Optimize `instance Eq NormalizedFilepath`?!
https://github.com/haskell/lsp/blob/774f0e9de79f6136eedbf96f5589f86f4d3a8cdb/lsp-types/src/Language/LSP/Protocol/Types/Uri.hs#L201-L202
https://github.com/haskell/lsp/blob/774f0e9de79f6136eedbf96f5589f86f4d3a8cdb/lsp-types/src/Language/LSP/Protocol/Types/Uri.hs#L56-L57
I was looking at some -ddump-simpl output from ghcide and noticed that (==) for NormalizedFilePath is somewhat unwieldy.
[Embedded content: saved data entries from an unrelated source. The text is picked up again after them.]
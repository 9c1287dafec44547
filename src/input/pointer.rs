use serde::{Deserialize, Serialize};
use std::fmt;

/// Logical identity of an input pointer
#[derive(Debug, Clone, Copy, PartialEq, Eq, Hash, PartialOrd, Ord, Serialize, Deserialize)]
pub enum PointerId {
    /// The (single) mouse cursor
    Mouse,
    /// A touch contact, keyed by the platform's touch identifier
    Touch(u64),
    /// A pen or stylus, keyed by the platform's pointer identifier
    Pen(u64),
}

impl fmt::Display for PointerId {
    fn fmt(&self, f: &mut fmt::Formatter<'_>) -> fmt::Result {
        match self {
            PointerId::Mouse => write!(f, "mouse"),
            PointerId::Touch(id) => write!(f, "touch#{}", id),
            PointerId::Pen(id) => write!(f, "pen#{}", id),
        }
    }
}

#[cfg(test)]
mod tests {
    use super::*;

    #[test]
    fn test_display() {
        assert_eq!(PointerId::Mouse.to_string(), "mouse");
        assert_eq!(PointerId::Touch(7).to_string(), "touch#7");
        assert_ne!(PointerId::Touch(1), PointerId::Pen(1));
    }
}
In this case we compare two NormalizedFilePaths named a1 and b1:
case a1 of { NormalizedFilePath ww2 ww3 ww4 ww5 ->
case ww2 of { NormalizedUri ww6 ww7 ->
case ww7 of { Text bx4 bx5 bx6 ->
case b1 of { NormalizedFilePath ww8 ww9 ww10 ww11 ->
case ww8 of { NormalizedUri ww12 ww13 ->
case ww13 of { Text bx3 bx7 bx8 ->
case ==# ww6 ww12 of {
__DEFAULT -> (# _| #) @ZeroBitRep @LiftedRep @(# #) @Target (##);
1# ->
case ==# bx6 bx8 of {
__DEFAULT -> (# _| #) @ZeroBitRep @LiftedRep @(# #) @Target (##);
1# ->
case compareByteArrays# bx4 bx5 bx3 bx7 bx6 of {
__DEFAULT ->
(# _| #) @ZeroBitRep @LiftedRep @(# #) @Target (##);
0# ->
case ==# ww5 ww11 of {
__DEFAULT ->
(# _| #) @ZeroBitRep @LiftedRep @(# #) @Target (##);
1# ->
case compareByteArrays# ww3 ww4 ww9 ww10 ww5 of {
__DEFAULT ->
(# _| #) @ZeroBitRep @LiftedRep @(# #) @Target (##);
0# ->
(# |_ #) @ZeroBitRep @LiftedRep @(# #) @Target wild2
The steps are:
- Compare the hashes stored in the
NormalizedUris - Compare the lengths of the
Textfields inside theNormalizedUris - Compare the
ByteArrays of the sameTextfields - Compare the lengths of the unpacked
Textfields in theNormalizedFilePaths - Compare the
ByteArrays of theseTextfields
The first step of comparing the hashes is especially useless in the context of a HashMap or HashSet operation: These operations only check for equality after asserting that the hashes are the same!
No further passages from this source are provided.